● INSTRUCTIONS TO FOLLOW: Whenever a line below includes the string "ParticipantPageDto", show it.

● DATASET CONTENT:
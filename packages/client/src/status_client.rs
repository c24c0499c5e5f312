//! Single room status check against the server.

use std::time::Duration;

use reqwest::header::AUTHORIZATION;
use roomwatch_server::infrastructure::dto::http::CheckRoomStatusRequestDto;
use serde::Deserialize;

use crate::error::ClientError;

const ENDPOINT_PATH: &str = "/video/check-room-status";

/// Room status as seen by a polling client.
#[derive(Debug, Clone, PartialEq, Eq)]
pub struct RoomStatusView {
    pub has_participants: bool,
    pub participant_count: usize,
    pub room_exists: bool,
    pub error: Option<String>,
}

impl RoomStatusView {
    fn failed(error: impl Into<String>) -> Self {
        Self {
            has_participants: false,
            participant_count: 0,
            room_exists: false,
            error: Some(error.into()),
        }
    }
}

/// Response body with every field optional; missing fields get defaults.
#[derive(Debug, Default, Deserialize)]
#[serde(rename_all = "camelCase")]
struct RawStatus {
    has_participants: Option<bool>,
    participant_count: Option<usize>,
    room_exists: Option<bool>,
    error: Option<String>,
}

impl From<RawStatus> for RoomStatusView {
    fn from(raw: RawStatus) -> Self {
        Self {
            has_participants: raw.has_participants.unwrap_or(false),
            participant_count: raw.participant_count.unwrap_or(0),
            // Absent means the server did not say the room is gone.
            room_exists: raw.room_exists.unwrap_or(true),
            error: raw.error,
        }
    }
}

/// HTTP client for the room status endpoint.
pub struct RoomStatusClient {
    http: reqwest::Client,
    endpoint: String,
    identity: String,
}

impl RoomStatusClient {
    pub fn new(
        server_url: &str,
        identity: impl Into<String>,
        timeout: Duration,
    ) -> Result<Self, ClientError> {
        let server_url = server_url.trim_end_matches('/');
        if server_url.is_empty() {
            return Err(ClientError::EmptyServerUrl);
        }

        let http = reqwest::Client::builder().timeout(timeout).build()?;

        Ok(Self {
            http,
            endpoint: format!("{server_url}{ENDPOINT_PATH}"),
            identity: identity.into(),
        })
    }

    pub fn endpoint(&self) -> &str {
        &self.endpoint
    }

    /// Check the meeting's room once.
    ///
    /// Never fails: transport problems and non-2xx answers come back as a
    /// view with `error` set and no participants.
    pub async fn check(&self, meeting_id: &str) -> RoomStatusView {
        let body = CheckRoomStatusRequestDto::new(meeting_id);

        let response = match self
            .http
            .post(&self.endpoint)
            .header(AUTHORIZATION, &self.identity)
            .json(&body)
            .send()
            .await
        {
            Ok(response) => response,
            Err(e) => {
                tracing::error!("Error checking room status: {}", e);
                return RoomStatusView::failed(e.to_string());
            }
        };

        let status = response.status();
        let raw = match response.json::<RawStatus>().await {
            Ok(raw) => raw,
            Err(e) if status.is_success() => {
                tracing::error!("Error checking room status: {}", e);
                return RoomStatusView::failed(e.to_string());
            }
            Err(_) => RawStatus::default(),
        };

        if !status.is_success() {
            tracing::warn!("Room status check returned non-200 status: {}", status);
            return RoomStatusView::failed(raw.error.unwrap_or_else(|| "Server error".to_string()));
        }

        if let Some(error) = &raw.error {
            tracing::warn!("Room status check returned error: {}", error);
        }

        raw.into()
    }
}
//! Twilio Video VideoProvider 実装
//!
//! Twilio Video REST API (v1) に対する読み取り専用クライアント。
//! ルーム検索と参加者一覧の 2 つの操作のみを使用します。
//!
//! 一覧 API はページングされるため、`meta.next_page_url` を辿って全件を取得します。

use std::time::Duration;

use async_trait::async_trait;
use reqwest::{RequestBuilder, StatusCode};
use serde::de::DeserializeOwned;

use crate::{
    domain::{ProviderError, ProviderParticipant, ProviderRoom, RoomName, RoomSid, VideoProvider},
    infrastructure::dto::twilio::{
        Page, ParticipantPageDto, ROOM_STATUS_IN_PROGRESS, RoomPageDto, TwilioErrorDto,
    },
};

/// Default Twilio Video API host
pub const DEFAULT_BASE_URL: &str = "https://video.twilio.com";

const PAGE_SIZE: &str = "50";

/// Upper bound on pages followed for a single listing.
const MAX_PAGES: usize = 100;

/// Twilio 接続設定
#[derive(Debug, Clone)]
pub struct TwilioConfig {
    /// API のベース URL（テストではフェイクサーバーを指す）
    pub base_url: String,
    /// Basic 認証のユーザー名（Account SID または API Key SID）
    pub username: String,
    /// Basic 認証のパスワード（Auth Token または API Key Secret）
    pub password: String,
    /// 1 リクエストあたりのタイムアウト
    pub timeout: Duration,
}

/// Twilio Video VideoProvider 実装
pub struct TwilioVideoProvider {
    client: reqwest::Client,
    base_url: String,
    username: String,
    password: String,
}

impl TwilioVideoProvider {
    /// 新しい TwilioVideoProvider を作成
    pub fn new(config: TwilioConfig) -> Result<Self, reqwest::Error> {
        let client = reqwest::Client::builder().timeout(config.timeout).build()?;
        let base_url = config.base_url.trim_end_matches('/').to_string();

        tracing::info!(
            "Initialized Twilio video provider with base URL: {} (timeout: {:?})",
            base_url,
            config.timeout
        );

        Ok(Self {
            client,
            base_url,
            username: config.username,
            password: config.password,
        })
    }

    fn get(&self, url: &str) -> RequestBuilder {
        self.client
            .get(url)
            .basic_auth(&self.username, Some(&self.password))
    }

    /// 次ページの URL に認証情報付きのリクエストを組み立てる
    ///
    /// 認証情報を送るのはベース URL 配下の URL に限る。
    fn next_page(&self, url: &str) -> Result<RequestBuilder, ProviderError> {
        if !url.starts_with(&format!("{}/", self.base_url)) {
            return Err(ProviderError::InvalidResponse(format!(
                "next page URL outside {}: {}",
                self.base_url, url
            )));
        }
        Ok(self.get(url))
    }

    /// 最初のページから `next_page_url` を辿り、全ページの要素を連結する
    ///
    /// `MAX_PAGES` を超えても続く場合は件数が不完全になるためエラーとする。
    async fn fetch_all<P>(&self, first: RequestBuilder) -> Result<Vec<P::Item>, ProviderError>
    where
        P: Page + DeserializeOwned,
    {
        let mut items = Vec::new();
        let mut request = first;

        for _ in 0..MAX_PAGES {
            let page: P = self.send(request).await?;
            let (mut batch, next_page_url) = page.into_parts();
            items.append(&mut batch);

            match next_page_url {
                Some(url) => request = self.next_page(&url)?,
                None => return Ok(items),
            }
        }

        tracing::warn!("Stopped paging after {} pages", MAX_PAGES);
        Err(ProviderError::InvalidResponse(format!(
            "listing did not end within {MAX_PAGES} pages"
        )))
    }

    async fn send<T: DeserializeOwned>(&self, request: RequestBuilder) -> Result<T, ProviderError> {
        let response = request
            .send()
            .await
            .map_err(|e| ProviderError::Transport(e.to_string()))?;

        let status = response.status();
        let body = response
            .text()
            .await
            .map_err(|e| ProviderError::Transport(e.to_string()))?;

        if !status.is_success() {
            return Err(api_error(status, &body));
        }

        serde_json::from_str(&body).map_err(|e| ProviderError::InvalidResponse(e.to_string()))
    }
}

/// 非 2xx レスポンスを ProviderError::Api に変換する
fn api_error(status: StatusCode, body: &str) -> ProviderError {
    match serde_json::from_str::<TwilioErrorDto>(body) {
        Ok(error) => ProviderError::Api {
            status: error.status.unwrap_or(status.as_u16()),
            code: error.code,
            message: error.message,
        },
        Err(_) => ProviderError::Api {
            status: status.as_u16(),
            code: None,
            message: if body.trim().is_empty() {
                status
                    .canonical_reason()
                    .unwrap_or("Unknown error")
                    .to_string()
            } else {
                body.trim().to_string()
            },
        },
    }
}

#[async_trait]
impl VideoProvider for TwilioVideoProvider {
    async fn find_in_progress_rooms(
        &self,
        name: &RoomName,
    ) -> Result<Vec<ProviderRoom>, ProviderError> {
        let url = format!("{}/v1/Rooms", self.base_url);
        let request = self.get(&url).query(&[
            ("Status", ROOM_STATUS_IN_PROGRESS),
            ("UniqueName", name.as_str()),
            ("PageSize", PAGE_SIZE),
        ]);

        let rooms = self.fetch_all::<RoomPageDto>(request).await?;

        rooms
            .into_iter()
            .map(|room| {
                RoomSid::new(room.sid)
                    .map(|sid| ProviderRoom { sid })
                    .map_err(|e| ProviderError::InvalidResponse(e.to_string()))
            })
            .collect()
    }

    async fn list_participants(
        &self,
        room: &RoomSid,
    ) -> Result<Vec<ProviderParticipant>, ProviderError> {
        let url = format!("{}/v1/Rooms/{}/Participants", self.base_url, room);
        let request = self.get(&url).query(&[("PageSize", PAGE_SIZE)]);

        let participants = self.fetch_all::<ParticipantPageDto>(request).await?;

        Ok(participants
            .into_iter()
            .map(|p| ProviderParticipant {
                sid: p.sid,
                identity: p.identity,
            })
            .collect())
    }
}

● SOLVED EXERCISE:
        Page, ParticipantPageDto, ROOM_STATUS_IN_PROGRESS, RoomPageDto, TwilioErrorDto,
        let participants = self.fetch_all::<ParticipantPageDto>(request).await?;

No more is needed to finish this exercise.